One hour later I am in the hustling and bustling of La Rambla
The 'Blue' poet
Nicaraguan poet Rubén Darío (1867-1916) was baptized as Félix Rubén García Sarmiento. He took his grandfather’s surname so his descendants’d be known as the Darios. He is the greatest representative of Modernist poetry. During his life he combined this passion for literature with his job as a diplomat. Moreover, he also wrote articles as a press collaborator. His book Azul (1888) is considered the starting point of the Modernist movement, which culminated with masterpiece Prosas profanas y otros poemas (1896).
Worth to mention
Darío arrived Barcelona at the end of 1898. This was a very important year in Spanis history because of the loss of the old Empire’s colonies: Cuba, Puerto Rico and Philippines.
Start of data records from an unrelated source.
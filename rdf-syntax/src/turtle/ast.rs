//! The Turtle data model (spec §3, §4.4): a syntax tree only, with no
//! prefix/base resolution or blank-node minting performed yet — that is
//! [`super::evaluate`]'s job.

/// An IRI as written in the source: either already absolute/relative
/// (`IRIREF`), or a `prefix:local` pair awaiting resolution against a
/// declared namespace.
#[derive(Debug, Clone, PartialEq, Eq)]
pub enum Iri {
    /// `<...>`, already unescaped.
    Ref(String),
    /// `prefix:local`, both already unescaped.
    Prefixed { prefix: String, local: String },
}

/// `BlankNode ::= BLANK_NODE_LABEL | ANON`.
#[derive(Debug, Clone, PartialEq, Eq)]
pub enum BlankNode {
    /// `_:label`.
    Labeled(String),
    /// `[]`, minting a fresh blank node at evaluation time.
    Anonymous,
}

/// The three `NumericLiteral` shapes, kept distinct so the evaluator can
/// assign a datatype from the AST tag rather than by re-lexing the value
/// (spec §4.5).
#[derive(Debug, Clone, Copy, PartialEq, Eq)]
pub enum NumericKind {
    /// `INTEGER`.
    Integer,
    /// `DECIMAL`.
    Decimal,
    /// `DOUBLE`.
    Double,
}

/// `RDFLiteral | NumericLiteral | BooleanLiteral`.
#[derive(Debug, Clone, PartialEq, Eq)]
pub enum Literal {
    /// A quoted string literal, with an optional language tag or datatype.
    String {
        /// The literal's lexical content, already escape-resolved to
        /// final Unicode text (spec §4.5.1 step 1/3 still applies at
        /// evaluation time for re-escaping into the output form).
        value: String,
        /// Whether the triple-quoted (`"""`/`'''`) form was used.
        multiline: bool,
        /// Whether the source used `'`/`'''` rather than `"`/`"""`.
        single_quote: bool,
        /// The `@lang` tag, if any.
        language: Option<String>,
        /// The `^^datatype` IRI, if any.
        datatype: Option<Iri>,
    },
    /// `INTEGER | DECIMAL | DOUBLE`, lexical form kept verbatim.
    Numeric {
        /// The literal exactly as written.
        lexical: String,
        /// Which of the three numeric productions matched.
        kind: NumericKind,
    },
    /// `'true' | 'false'`.
    Boolean(bool),
}

/// `Verb ::= IRI | 'a'`.
#[derive(Debug, Clone, PartialEq, Eq)]
pub enum Verb {
    /// An ordinary IRI predicate.
    Iri(Iri),
    /// The `a` keyword, shorthand for `rdf:type`.
    A,
}

/// `Subject ::= IRI | BlankNode | Collection`.
#[derive(Debug, Clone, PartialEq, Eq)]
pub enum Subject {
    /// An IRI subject.
    Iri(Iri),
    /// A blank-node subject.
    BlankNode(BlankNode),
    /// `'(' Object* ')'`.
    Collection(Vec<Object>),
}

/// `Object ::= Literal | IRI | BlankNode | Collection | BlankNodePropertyList`.
#[derive(Debug, Clone, PartialEq, Eq)]
pub enum Object {
    /// An IRI object.
    Iri(Iri),
    /// A blank-node object.
    BlankNode(BlankNode),
    /// A literal object.
    Literal(Literal),
    /// `'(' Object* ')'`.
    Collection(Vec<Object>),
    /// `'[' PredicateObjectList ']'`; the list must not be empty (spec
    /// §4.5 `evaluateObject`).
    BlankNodePropertyList(Vec<PredicateObject>),
}

/// `PredicateObject ::= Verb ObjectList`.
#[derive(Debug, Clone, PartialEq, Eq)]
pub struct PredicateObject {
    /// The predicate.
    pub verb: Verb,
    /// The objects sharing this predicate.
    pub objects: Vec<Object>,
}

/// `Triples ::= Subject PredicateObjectList | BlankNodePropertyList PredicateObjectList?`.
#[derive(Debug, Clone, PartialEq, Eq)]
pub enum Triples {
    /// An ordinary subject-led statement.
    Subject {
        /// The statement's subject.
        subject: Subject,
        /// The statement's predicate-object pairs.
        predicate_objects: Vec<PredicateObject>,
    },
    /// A statement whose subject position is itself a property list; the
    /// property list is evaluated rooted at a freshly minted blank node,
    /// which also becomes the subject of the optional trailing
    /// `PredicateObjectList` (spec §4.5 `evaluateTriple`).
    BlankNodePropertyList {
        /// The subject-position property list.
        property_list: Vec<PredicateObject>,
        /// The optional trailing predicate-object pairs, rooted at the
        /// same freshly minted blank node.
        predicate_objects: Vec<PredicateObject>,
    },
}

/// `PrefixID | Base | SparqlPrefix | SparqlBase`.
#[derive(Debug, Clone, PartialEq, Eq)]
pub enum Directive {
    /// `@prefix prefix: <iri> .` or `PREFIX prefix: <iri>`.
    Prefix { prefix: String, iri: String },
    /// `@base <iri> .` or `BASE <iri>`.
    Base(String),
}

/// One top-level production of a Turtle document.
#[derive(Debug, Clone, PartialEq, Eq)]
pub enum Statement {
    /// `@prefix`/`@base`/SPARQL-style equivalents.
    Directive(Directive),
    /// An ordinary triples statement.
    Triples(Triples),
}

/// `Document ::= statement*` (spec §3 `Document (Turtle)`).
#[derive(Debug, Clone, Default, PartialEq, Eq)]
pub struct Document(pub Vec<Statement>);

impl Document {
    /// An empty document.
    pub fn new() -> Self {
        Document(Vec::new())
    }
    /// Iterates over the document's statements in source order.
    pub fn statements(&self) -> impl Iterator<Item = &Statement> {
        self.0.iter()
    }
}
All this was portrayed in Dario’s España contemporánea. Crónicas y retratos literarios (1901). The author was captivated by La Rambla. To the point of writing one of the most beautiful descriptions of the street: "One hour later I am in the hustling and bustling of La Rambla. As you know, this street is wide, with a curious pictoresque that is worth to mention; a deck of social classes; a revealing thermometer of a special citizen existence. At this long walk, the top hat and the worker's cap come and go, rubbing; as well as the smoking and the blouse, the lady and the handmaid. Between this channel of trees where a million sparrows screech and chat, the human river goes in an uncontrolled movement. On the sides are the stalls with varied flowers, grapes, oranges, fresh dates from Africa, birds. "
From café to café
Darío frequented Barcelona’s cafés. He also describes them: "In each café you walk as if you were in an opal because these people smoke like power plants". Years later, he would remember what he wrote about Barcelona with the perspective of time: "I talked about factories and art; rich bourgeois and intellectuals, leonardism, Santiago Rusiñol and the strength of Ángel Guimerá, certain Montmartre-inspired spots, about happy boulevards and voluptuous women ". The poet was also a regular at mythical modernist brewery Els Quatre Gats.